Zitat von Giuliano Colla <[EMAIL PROTECTED]>:

>[...] Michael Van Canneyt ha scritto:
> >
> > On Mon, 21 Jan 2008, Giuliano Colla wrote:
> >
> >> Florian Klaempfl ha scritto:
> >>> Lord Satan schrieb:
> >> [...]
> >>>> That's correct. And if they had used OpenGL for it, it would be
> >>>> hardware accelerated, cross plattform and good looking, too. And we
> >>>> would need no stupid Aero or Compiz or other composition managers.
> >>>> And we could do things other widgetsets could only dream of. And
> >>>> porting to OpenES would be easy, too. Stupid Lazarus developers.
> >>> That's simply not the aim of the lazarus developers. They are interested
> >>> in native gui support and high vcl compatibility, no more, no less.
> >> That's the real catch. They're not stupid, but they're faced with an
> >> impossible task: to implement conflicting specs.
> >>
> >> vcl implies a number of precise, consistent specs, which dictate component
> >> behavior. They're the real value of Delphi.
> >>
> >> Native widgetsets implies a number of specs (often vague and loosely
> defined)
> >> which are different from vcl, and don't map into them.
> >
> > The VCL doesn't dictate anything, it's a wrapper around Win32 native
> > controls, so at least that widgetset should "work".
> >
>
> It provides properties and methods which are in most cases
> self-explanatory. The Color Property of a Form or of a Button dictates
> its color. Well, try just to set this property to clRed, or clButtonFace
> with different widgesets, and compare the behavior.

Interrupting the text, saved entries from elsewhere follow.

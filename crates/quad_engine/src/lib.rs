//! # Quad Engine
//!
//! A small real-time 2D game engine core: a fixed-timestep simulation loop
//! driving movable, collidable entities, with a quad-tree keeping per-tick
//! collision testing sub-quadratic.
//!
//! ## Features
//!
//! - **Fixed Timestep**: steady simulation rate independent of rendering rate
//! - **Deferred Lifecycle**: spawns and despawns commit at fixed points of a tick
//! - **Quad-Tree Broad Phase**: rebuilt every tick from the live colliders
//! - **Collision Roles**: static, trigger and plain entities with one-directional dispatch
//!
//! ## Quick Start
//!
//! ```rust,no_run
//! use std::time::Duration;
//! use quad_engine::prelude::*;
//!
//! struct Ball;
//!
//! impl Behavior for Ball {
//!     fn update(&mut self, entity: &mut Entity, _commands: &mut Commands<'_>) {
//!         log::info!("ball at {:?}", entity.position());
//!     }
//! }
//!
//! fn main() -> Result<(), Box<dyn std::error::Error>> {
//!     let mut engine = Engine::new(EngineConfig::default())?;
//!
//!     engine.registry_mut().spawn(
//!         Entity::new("ball")
//!             .with_position(Vec2::new(100.0, 100.0))
//!             .with_velocity(Vec2::new(2.0, 0.0))
//!             .with_collider(ColliderShape::circle(8.0), Vec2::zeros()),
//!         Ball,
//!     );
//!
//!     loop {
//!         engine.advance(Duration::from_millis(16));
//!     }
//! }
//! ```

#![warn(missing_docs)]
#![warn(clippy::all, clippy::pedantic, clippy::nursery)]
#![allow(clippy::module_name_repetitions, clippy::similar_names, clippy::too_many_arguments)]

pub mod config;
pub mod foundation;
pub mod physics;
pub mod spatial;
pub mod world;

mod engine;

pub use engine::{Engine, EngineError};

/// Common imports for engine users
pub mod prelude {
    pub use crate::{
        Engine, EngineError,
        config::{Config, EngineConfig},
        foundation::{
            math::{Rect, Vec2},
            time::{Clock, Cooldown},
        },
        physics::{ColliderShape, CollisionRole, Contact},
        world::{Behavior, Commands, Entity, EntityId, ColliderId, Inert, Registry},
    };
}
//! World access from inside behaviour hooks

use crate::foundation::math::Vec2;
use crate::physics::collision::{Collider, ColliderShape};
use super::behavior::Behavior;
use super::entity::{ColliderId, Entity, EntityId};
use super::ledger::{Ledger, Lifecycle};

/// Deferred world operations available to a running hook
///
/// Everything requested here is queued. Spawned entities and added colliders
/// join the simulation at the next commit point; despawns and collider
/// removals leave it there.
pub struct Commands<'a> {
    ledger: &'a mut Ledger,
    frame: u64,
}

impl<'a> Commands<'a> {
    pub(crate) fn new(ledger: &'a mut Ledger, frame: u64) -> Self {
        Self { ledger, frame }
    }

    /// Tick currently being simulated
    pub fn frame(&self) -> u64 {
        self.frame
    }

    /// Queue a new entity
    pub fn spawn(&mut self, entity: Entity, behavior: impl Behavior + 'static) -> EntityId {
        self.ledger.spawn(entity, Box::new(behavior))
    }

    /// Queue removal of an entity (the hook's own included)
    pub fn despawn(&mut self, id: EntityId) -> bool {
        self.ledger.despawn(id)
    }

    /// Attach a collider to the hook's entity
    pub fn add_collider(&mut self, entity: &mut Entity, shape: ColliderShape, origin: Vec2) -> ColliderId {
        self.ledger.colliders.attach(entity, shape, origin)
    }

    /// Detach one of the hook entity's colliders
    pub fn remove_collider(&mut self, entity: &mut Entity, id: ColliderId) -> bool {
        self.ledger.colliders.detach(entity, id)
    }

    /// Change one of the hook entity's colliders (its origin offset, usually)
    ///
    /// The collider is re-aligned to `entity` right after `f` runs.
    pub fn modify_collider(&mut self, entity: &Entity, id: ColliderId, f: impl FnOnce(&mut Collider)) -> bool {
        self.ledger.colliders.modify(entity, id, f)
    }

    /// Lifecycle state of any entity
    pub fn lifecycle(&self, id: EntityId) -> Option<Lifecycle> {
        self.ledger.lifecycle(id)
    }
}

This is a question of priority.
Some widgetset developers and some lazarus developers think that changing the
'color' is seldom a good solution and so they don't invest time on this. So it
is up to those who think, that this property is useful to implement and
maintain it. If the implementation breaks other features then the developers
have to decide what is more important.


> > I doubt Borland went as far as to specify a set of consistent specs.
> > At least I never saw them. And the behaviour changed (subtly) over the
> > versions of Delphi/Windows as well.
> >
> > You can discuss forever about this. The only thing that the Lazarus people
> > can try to do is make the widgetset behave as consistent as possible over
> > all widgetsets, without sacrificing the native look they get by using
> native
> > widgets.
> >
>
> Or they could achieve native look just by using a Bitmap, and consistent
> behavior with code in LCL, with less duplicated work, less bugs, and
> better results.
>
> > Instead of putting a lot of time in such mostly useless debates (its not
> > the first, and probably not the last) it would have been better to report
> > possible bugs or - better yet - provide patches to improve the behaviour.
> >
>
> When you're told that the feature can't be implemented because the
> widgetset doesn't support it, you stop reporting.
>
> When you see that the development line is to move the implementation
> from LCL to widgetset, instead of the opposite, (and breaking what was
> already working in the process), you stop providing patches, and start
> whining. :-(

Breaking is bad, but sometimes inevitable.
For example Drag and Drop was improved in the LCL/gtk, but without a proper
threshold, so treeviews become unusable on some machines. I will not complain,
because the general direction is right and if no one fixes it I will fix it
myself. Even though I already fixed it in the past.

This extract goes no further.